[[ Information open ]]

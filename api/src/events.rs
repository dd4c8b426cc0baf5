//! Event endpoints: creation, publication workflow, admin review.

use chrono::NaiveDate;
use reqwest::Method;
use reqwest::multipart::Form;
use serde::{Deserialize, Serialize};
use venuebook_bookings::BookingDate;

use crate::client::ApiClient;
use crate::error::ApiError;
use crate::types::{AckResponse, FileUpload};
use crate::venues::Venue;

/// A venue attached to an event.
#[derive(Clone, Debug, Default, PartialEq, Serialize, Deserialize)]
pub struct EventVenue {
    /// The attached venue, when the backend expands it
    #[serde(default)]
    pub venue: Option<Venue>,
}

/// An event as the backend returns it.
#[derive(Clone, Debug, Default, PartialEq, Serialize, Deserialize)]
#[serde(rename_all = "camelCase")]
pub struct EventSummary {
    /// Backend identifier
    #[serde(default)]
    pub event_id: String,
    /// Display title
    #[serde(default)]
    pub event_name: String,
    /// Category code (CONFERENCE, WORKSHOP, ...)
    #[serde(default)]
    pub event_type: String,
    /// Free-text description
    #[serde(default)]
    pub event_description: Option<String>,
    /// Poster photo URL
    #[serde(default)]
    pub event_photo: Option<String>,
    /// Who can see and register: PUBLIC, PRIVATE or RESTRICTED
    #[serde(default)]
    pub visibility_scope: Option<String>,
    /// How many attendees have registered
    #[serde(default)]
    pub registered_count: u32,
    /// The dates the event runs on
    #[serde(default)]
    pub booking_dates: Vec<BookingDate>,
    /// The venues the event runs in
    #[serde(default)]
    pub event_venues: Vec<EventVenue>,
}

impl EventSummary {
    /// The event's primary date: the first booking date, when any
    #[must_use]
    pub fn first_date(&self) -> Option<NaiveDate> {
        self.booking_dates.first().map(|entry| entry.date)
    }
}

/// `{ success, data }` event listing envelope.
#[derive(Clone, Debug, Default, PartialEq, Serialize, Deserialize)]
pub struct EventsResponse {
    /// Whether the query succeeded
    #[serde(default)]
    pub success: bool,
    /// The events, empty on failure
    #[serde(default)]
    pub data: Vec<EventSummary>,
}

/// `{ success, data }` single-event envelope.
#[derive(Clone, Debug, Default, PartialEq, Serialize, Deserialize)]
pub struct EventResponse {
    /// Whether the query succeeded
    #[serde(default)]
    pub success: bool,
    /// The event, when found
    #[serde(default)]
    pub data: Option<EventSummary>,
}

/// Fields of a new event, submitted as multipart form data so the poster
/// photo can ride along.
#[derive(Clone, Debug, Default, PartialEq, Eq)]
pub struct NewEvent {
    /// Display title
    pub event_title: String,
    /// Category code
    pub event_type: String,
    /// PUBLIC, PRIVATE or RESTRICTED
    pub visibility_scope: String,
    /// Organizer user id
    pub event_organizer_id: String,
    /// Venue to run in
    pub venue_id: String,
    /// Free-text description
    pub description: String,
    /// Dates the event runs on
    pub dates: Vec<NaiveDate>,
    /// Cap on attendance
    pub max_attendees: Option<u32>,
    /// Named guests/speakers
    pub guests: Vec<String>,
    /// Whether entry is paid
    pub is_entry_paid: bool,
    /// Free-text notes for the venue manager
    pub special_notes: Option<String>,
}

impl NewEvent {
    fn into_form(self, photo: Option<FileUpload>) -> Result<Form, ApiError> {
        let mut form = Form::new()
            .text("eventTitle", self.event_title)
            .text("eventType", self.event_type)
            .text("visibilityScope", self.visibility_scope)
            .text("eventOrganizerId", self.event_organizer_id)
            .text("venueId", self.venue_id)
            .text("description", self.description)
            .text("isEntryPaid", self.is_entry_paid.to_string());

        for date in self.dates {
            form = form.text("dates", date.format("%Y-%m-%d").to_string());
        }
        if let Some(max_attendees) = self.max_attendees {
            form = form.text("maxAttendees", max_attendees.to_string());
        }
        for guest in self.guests {
            form = form.text("guests", guest);
        }
        if let Some(notes) = self.special_notes {
            form = form.text("specialNotes", notes);
        }
        if let Some(photo) = photo {
            form = form.part("eventPhoto", photo.into_part()?);
        }
        Ok(form)
    }
}

#[derive(Serialize)]
#[serde(rename_all = "camelCase")]
struct ReasonRequest<'a> {
    reason: &'a str,
}

impl ApiClient {
    /// Create an event, optionally with a poster photo
    ///
    /// # Errors
    ///
    /// Returns [`ApiError`] for transport, auth or backend failures.
    pub async fn create_event(
        &self,
        event: NewEvent,
        photo: Option<FileUpload>,
    ) -> Result<EventResponse, ApiError> {
        let form = event.into_form(photo)?;
        self.send_multipart(Method::POST, "/event", form).await
    }

    /// List every event visible to the caller
    ///
    /// # Errors
    ///
    /// Returns [`ApiError`] for transport, auth or backend failures.
    pub async fn all_events(&self) -> Result<EventsResponse, ApiError> {
        self.get("/event").await
    }

    /// List published events
    ///
    /// # Errors
    ///
    /// Returns [`ApiError`] for transport, auth or backend failures.
    pub async fn published_events(&self) -> Result<EventsResponse, ApiError> {
        self.get("/event/all").await
    }

    /// Fetch one published event by id
    ///
    /// # Errors
    ///
    /// Returns [`ApiError`] for transport, auth or backend failures.
    pub async fn published_event(&self, event_id: &str) -> Result<EventResponse, ApiError> {
        self.get(&format!("/event/public/{event_id}")).await
    }

    /// Events created by one user
    ///
    /// # Errors
    ///
    /// Returns [`ApiError`] for transport, auth or backend failures.
    pub async fn events_by_user(&self, user_id: &str) -> Result<EventsResponse, ApiError> {
        self.get(&format!("/event/user/{user_id}")).await
    }

    /// Fetch one event by id
    ///
    /// # Errors
    ///
    /// Returns [`ApiError`] for transport, auth or backend failures.
    pub async fn event(&self, event_id: &str) -> Result<EventResponse, ApiError> {
        self.get(&format!("/event/{event_id}")).await
    }

    /// Update an event
    ///
    /// # Errors
    ///
    /// Returns [`ApiError`] for transport, auth or backend failures.
    pub async fn update_event(
        &self,
        event_id: &str,
        update: &EventSummary,
    ) -> Result<EventResponse, ApiError> {
        self.send_json(Method::PUT, &format!("/event/{event_id}"), update).await
    }

    /// Approve an event's venue booking (manager)
    ///
    /// # Errors
    ///
    /// Returns [`ApiError`] for transport, auth or backend failures.
    pub async fn approve_event_booking(
        &self,
        event_id: &str,
        reason: &str,
    ) -> Result<AckResponse, ApiError> {
        self.send_json(
            Method::PUT,
            &format!("/event/approve/{event_id}"),
            &ReasonRequest { reason },
        )
        .await
    }

    /// Cancel an event's venue booking (manager)
    ///
    /// # Errors
    ///
    /// Returns [`ApiError`] for transport, auth or backend failures.
    pub async fn cancel_event_booking(
        &self,
        event_id: &str,
        reason: &str,
    ) -> Result<AckResponse, ApiError> {
        self.send_json(
            Method::PUT,
            &format!("/event/cancel/{event_id}"),
            &ReasonRequest { reason },
        )
        .await
    }

    /// Ask the administrators to publish an event
    ///
    /// # Errors
    ///
    /// Returns [`ApiError`] for transport, auth or backend failures.
    pub async fn request_event_publication(
        &self,
        event_id: &str,
        reason: &str,
    ) -> Result<AckResponse, ApiError> {
        self.send_json(
            Method::PATCH,
            &format!("/event/{event_id}/request-publish"),
            &ReasonRequest { reason },
        )
        .await
    }

    /// Approve an event for publication (admin only)
    ///
    /// # Errors
    ///
    /// Returns [`ApiError`] for transport, auth or backend failures.
    pub async fn admin_approve_event(&self, event_id: &str) -> Result<AckResponse, ApiError> {
        self.send_empty(Method::PATCH, &format!("/event/{event_id}/approve")).await
    }

    /// Send feedback or a query about an event (admin only)
    ///
    /// # Errors
    ///
    /// Returns [`ApiError`] for transport, auth or backend failures.
    pub async fn admin_query_event(
        &self,
        event_id: &str,
        reason: &str,
    ) -> Result<AckResponse, ApiError> {
        self.send_json(
            Method::PATCH,
            &format!("/event/{event_id}/query"),
            &ReasonRequest { reason },
        )
        .await
    }

    /// Reject an event for publication (admin only)
    ///
    /// # Errors
    ///
    /// Returns [`ApiError`] for transport, auth or backend failures.
    pub async fn admin_reject_event(
        &self,
        event_id: &str,
        reason: &str,
    ) -> Result<AckResponse, ApiError> {
        self.send_json(
            Method::PATCH,
            &format!("/event/{event_id}/reject"),
            &ReasonRequest { reason },
        )
        .await
    }
}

[[ Information closed ]]

_Work request_
Begin with the first line of the listing above and write out each line exactly, ending with the line that contains "(CONFERENCE, WORKSHOP, ...)".

_Expected output_
filename api/src/events.rs
repository dd4c8b426cc0baf5
//! Event endpoints: creation, publication workflow, admin review.

use chrono::NaiveDate;
use reqwest::Method;
use reqwest::multipart::Form;
use serde::{Deserialize, Serialize};
use venuebook_bookings::BookingDate;

use crate::client::ApiClient;
use crate::error::ApiError;
use crate::types::{AckResponse, FileUpload};
use crate::venues::Venue;

/// A venue attached to an event.
#[derive(Clone, Debug, Default, PartialEq, Serialize, Deserialize)]
pub struct EventVenue {
    /// The attached venue, when the backend expands it
    #[serde(default)]
    pub venue: Option<Venue>,
}

/// An event as the backend returns it.
#[derive(Clone, Debug, Default, PartialEq, Serialize, Deserialize)]
#[serde(rename_all = "camelCase")]
pub struct EventSummary {
    /// Backend identifier
    #[serde(default)]
    pub event_id: String,
    /// Display title
    #[serde(default)]
    pub event_name: String,
    /// Category code (CONFERENCE, WORKSHOP, ...)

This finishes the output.